A grant should be awarded in March and would pay 75 percent of costs to sink a turbine near a riverside industry, with the company picking up 25 percent.

Crear said Free Flow is in talks with two companies with “riverside frontage” for access to the river. The company would expect construction to take six months.

“This is unique and exciting technology,” Mayor Paul Winfield said Jan. 4. “Most of us in the city of Vicksburg know that we haven’t utilized our river to its fullest potential. This is an excellent way to do it, through this type of green technology.”
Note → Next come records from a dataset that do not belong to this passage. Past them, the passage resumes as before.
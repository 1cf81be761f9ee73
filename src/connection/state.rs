//! Connection state and the reconnect state machine

use rand::Rng;
use serde::Serialize;
use std::fmt;
use std::time::Duration;

/// Observable state of the connection
#[derive(Debug, Clone, Copy, PartialEq, Eq, Serialize)]
#[serde(rename_all = "snake_case")]
pub enum ConnectionState {
    Disconnected,
    Connecting,
    Authenticating,
    Open,
    Closing,
}

impl fmt::Display for ConnectionState {
    fn fmt(&self, f: &mut fmt::Formatter<'_>) -> fmt::Result {
        let name = match self {
            Self::Disconnected => "disconnected",
            Self::Connecting => "connecting",
            Self::Authenticating => "authenticating",
            Self::Open => "open",
            Self::Closing => "closing",
        };
        f.write_str(name)
    }
}

/// Reconnect backoff configuration
#[derive(Debug, Clone)]
pub struct BackoffConfig {
    /// Attempts before giving up for good
    pub max_attempts: u32,
    /// Delay before the first attempt
    pub initial_delay: Duration,
    /// Upper bound for any delay
    pub max_delay: Duration,
    /// Jitter factor (0.0 - 1.0), applied as +/- a fraction of the delay
    pub jitter_factor: f64,
}

impl Default for BackoffConfig {
    fn default() -> Self {
        Self {
            max_attempts: 10,
            initial_delay: Duration::from_secs(1),
            max_delay: Duration::from_secs(60),
            jitter_factor: 0.1,
        }
    }
}

impl BackoffConfig {
    /// Fast retries for tests and local setups
    pub fn aggressive() -> Self {
        Self {
            max_attempts: 5,
            initial_delay: Duration::from_millis(50),
            max_delay: Duration::from_secs(1),
            jitter_factor: 0.0,
        }
    }

    /// Delay without jitter before attempt `attempt` (1-based):
    /// `min(initial * 2^(attempt-1), max)`
    pub fn base_delay(&self, attempt: u32) -> Duration {
        let exponent = attempt.saturating_sub(1).min(31) as i32;
        let base = self.initial_delay.as_secs_f64() * 2f64.powi(exponent);
        Duration::from_secs_f64(base.min(self.max_delay.as_secs_f64()))
    }

    /// Delay before attempt `attempt`, jittered
    pub fn delay_for_attempt(&self, attempt: u32) -> Duration {
        let capped = self.base_delay(attempt).as_secs_f64();
        let factor = self.jitter_factor.clamp(0.0, 1.0);
        if factor == 0.0 {
            return Duration::from_secs_f64(capped);
        }
        let jitter = capped * factor * rand::thread_rng().gen_range(-1.0..=1.0);
        Duration::from_secs_f64((capped + jitter).max(0.0))
    }
}

/// Where the reconnect loop currently is
#[derive(Debug, Clone, Copy, PartialEq, Eq)]
pub enum ReconnectPhase {
    /// Connected and serving requests
    Open,
    /// Waiting out the backoff before attempt `n`
    BackoffWait(u32),
    /// Running attempt `n`
    Connecting(u32),
    /// All attempts used up
    Exhausted(u32),
    /// Stopped by the caller or by a credential rejection
    Halted,
}

/// Inputs that move the reconnect loop
#[derive(Debug, Clone, Copy, PartialEq, Eq)]
pub enum ReconnectInput {
    ConnectionLost,
    BackoffElapsed,
    Connected,
    AttemptFailed,
    AuthRejected,
    Stop,
}

impl ReconnectPhase {
    pub fn is_terminal(&self) -> bool {
        matches!(self, Self::Exhausted(_) | Self::Halted)
    }
}

/// Pure transition function of the reconnect loop.
///
/// Inputs that make no sense in the current phase leave it unchanged.
pub fn transition(
    phase: ReconnectPhase,
    input: ReconnectInput,
    max_attempts: u32,
) -> ReconnectPhase {
    use ReconnectInput as In;
    use ReconnectPhase as P;

    match (phase, input) {
        (P::Exhausted(n), _) => P::Exhausted(n),
        (P::Halted, _) => P::Halted,
        (_, In::Stop) => P::Halted,
        (P::Open, In::ConnectionLost) => {
            if max_attempts == 0 {
                P::Exhausted(0)
            } else {
                P::BackoffWait(1)
            }
        }
        (P::BackoffWait(n), In::BackoffElapsed) => P::Connecting(n),
        (P::Connecting(_), In::Connected) => P::Open,
        (P::Connecting(_), In::AuthRejected) => P::Halted,
        (P::Connecting(n), In::AttemptFailed) => {
            if n >= max_attempts {
                P::Exhausted(n)
            } else {
                P::BackoffWait(n + 1)
            }
        }
        (phase, _) => phase,
    }
}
Full licensing is expected by 2012 for turbines proposed at 55 sites on the Mississippi south of St. Louis. Two are situated in Warren County, near the Brunswick community and another south of Vicksburg near Davis Island.

Crear said turbines would be placed or suspended in the stream below the navigation channel to avoid interference from shipping, with the pilot project to be placed on a floatable mount.

Issaquena County has an agreement with Louisiana-based MARMC Enterprises to share power sales from a pair of 5-megawatt turbines proposed in the river near Fitler Bend and Addie.

A third turbine developer Hydro Green Energy, plans two turbines on the Tennessee-Tombigbee River after permits secured last year for Vicksburg and Vidalia, La., were surrendered and plans shifted.